В итоге оказывается, что за внешней скупостью драмы скрывается неисчерпаемая многозначность смысла. Это богатство не возникает само по себе, автоматически, только потому, что есть еще театр, который и придет драме на помощь, достроив то, чего в ней нет. Воображение не расцветает из ничего, ему надо дать пищу. Поскольку драма – игра, она должна обеспечивать игровое, ролевое существование персонажей. Скупость словесного ряда надо возмещать богатством зримого материала, причем театр будет здесь бессилен, если драматург не создаст живые роли, яркие сценические ситуации, – короче, не создаст нам «спектакль на бумаге».
Посмотрим, как задается игровой элемент в нашей маленькой пьесе. Взглянем хотя бы на Волка. Вот он старательно примеряет у зеркала кружевной чепец и старинные очки, пытаясь при этом улыбаться «совсем как Бабушка». Вот, увидев в окошко приближающуюся Красную Шапочку, он бросается в постель и натягивает на себя одеяло так, чтобы скрыть свою страшную пасть. Вот он замечает, что из-под одеяла торчит хвост, и заботливо прячет его. При этом снова обнажается пасть и т. д. Есть что играть и Красной Шапочке – радость от встречи с Бабушкой, удивление, испуг, крики о помощи, мольбы о пощаде… Ситуация, как говорится, самоигральная, и задана она драматургом. Нужны ли тут слова?

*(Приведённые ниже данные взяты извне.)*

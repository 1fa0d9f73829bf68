//! Error types for RULEX Core

use thiserror::Error;

/// Core error type
#[derive(Error, Debug)]
pub enum CoreError {
    #[error("Unknown operator: {0}")]
    UnknownOperator(String),
}

pub type Result<T> = std::result::Result<T, CoreError>;
//! Membership operators over string arrays
//!
//! `AllIn` and `ContainsAll` take the same operand shapes and test opposite
//! subset directions.

use super::{operand_error, OperatorBuilder};
use crate::error::Result;
use rulex_core::Operator;
use rulex_runtime::{Kernel, Node};

fn check_array(operator: Operator, left: &Node, right: &Node) -> Result<()> {
    if right.ty.is_string_array() {
        Ok(())
    } else {
        Err(operand_error(operator, &left.ty, Some(&right.ty)))
    }
}

/// Text of a scalar left operand occurs in the right array
#[derive(Debug)]
pub struct InOperator {
    left: Node,
    right: Node,
}

impl InOperator {
    pub fn new(left: Node, right: Node) -> Result<Self> {
        if !left.ty.is_scalar() {
            return Err(operand_error(Operator::In, &left.ty, Some(&right.ty)));
        }
        check_array(Operator::In, &left, &right)?;
        Ok(Self { left, right })
    }
}

impl OperatorBuilder for InOperator {
    fn create(self) -> Node {
        Node::operator(Kernel::In, self.left, self.right)
    }
}

/// Every element of the left sequence occurs in the right array
#[derive(Debug)]
pub struct AllInOperator {
    left: Node,
    right: Node,
}

impl AllInOperator {
    pub fn new(left: Node, right: Node) -> Result<Self> {
        if !left.ty.is_string_sequence() {
            return Err(operand_error(Operator::AllIn, &left.ty, Some(&right.ty)));
        }
        check_array(Operator::AllIn, &left, &right)?;
        Ok(Self { left, right })
    }
}

impl OperatorBuilder for AllInOperator {
    fn create(self) -> Node {
        Node::operator(Kernel::AllIn, self.left, self.right)
    }
}

/// Every element of the right array occurs in the left sequence
#[derive(Debug)]
pub struct ContainsAllOperator {
    left: Node,
    right: Node,
}

impl ContainsAllOperator {
    pub fn new(left: Node, right: Node) -> Result<Self> {
        if !left.ty.is_string_sequence() {
            return Err(operand_error(Operator::ContainsAll, &left.ty, Some(&right.ty)));
        }
        check_array(Operator::ContainsAll, &left, &right)?;
        Ok(Self { left, right })
    }
}

impl OperatorBuilder for ContainsAllOperator {
    fn create(self) -> Node {
        Node::operator(Kernel::ContainsAll, self.left, self.right)
    }
}

#[cfg(test)]
mod tests {
    use super::*;
    use rulex_core::{Value, ValueType};

    fn strings(items: &[&str]) -> Value {
        Value::list(items.iter().copied())
    }

    fn sequence(items: &[&str]) -> Node {
        Node::literal(ValueType::sequence(ValueType::String), strings(items))
    }

    fn array(items: &[&str]) -> Node {
        Node::literal(ValueType::array(ValueType::String), strings(items))
    }

    fn evaluate(node: Node) -> bool {
        node.evaluate_bool(&()).unwrap()
    }

    #[test]
    fn test_in() {
        let abc = array(&["A", "B", "C"]);
        let b = Node::literal(ValueType::String, Value::from("B"));
        let d = Node::literal(ValueType::String, Value::from("D"));
        assert!(evaluate(InOperator::new(b, abc.clone()).unwrap().create()));
        assert!(!evaluate(InOperator::new(d, abc).unwrap().create()));
    }

    #[test]
    fn test_all_in_and_contains_all_directions() {
        let left = sequence(&["A", "B"]);
        let right = array(&["A", "B", "C"]);
        assert!(evaluate(
            AllInOperator::new(left.clone(), right.clone()).unwrap().create()
        ));
        assert!(!evaluate(ContainsAllOperator::new(left, right).unwrap().create()));
    }

    #[test]
    fn test_shape_validation() {
        let number = Node::literal(ValueType::Int, Value::Int(1));
        assert!(AllInOperator::new(number.clone(), array(&["1"])).is_err());
        assert!(InOperator::new(sequence(&["A"]), array(&["A"])).is_err());
        assert!(InOperator::new(number, sequence(&["1"])).is_err());
    }
}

Поскольку драма – игра, то театр, драматург, зритель как бы устанавливают между собой договоренность о правилах этой игры. Театр каждой эпохи создает свой условный язык, понятный зрителю, и наша эпоха не исключение. Современная драма «договорилась» со зрителем, например, о том, что за пятнадцать минут антракта может пройти три года, и это условие, коль скоро оно общепринято, никого не удивляет и попросту не воспринимается как условие, как нечто отклоняющееся от реальности. Нигде не принимаются столь легко любые аллегории, гиперболы, допущения, как в игре, как в театре, что усиливает выразительные возможности драмы и ее притягательность. Однако эти допущения, как бы смелы они ни были, укладываются обычно в некую систему, общепринятую в определенное время и в определенном географическом районе. То обстоятельство, что драма эпохи классицизма кажется нам сейчас искусственной и архаичной, а для зрителей той поры она была естественной и в высшей степени правдоподобной, лишний раз подтверждает относительный характер театральных условностей и подвижность их рамок. Новаторство драматургов заключается обычно не в нарушении органичных законов драмы, а в изменении конвенции, «соглашения» со зрителями, отказе от узаконенных и введении новых условностей (и конечно, внесении нового содержания, выражающего дух времени). Условности изменяемы, но само их наличие неизменно, что позволяет говорить об условности драмы как законе.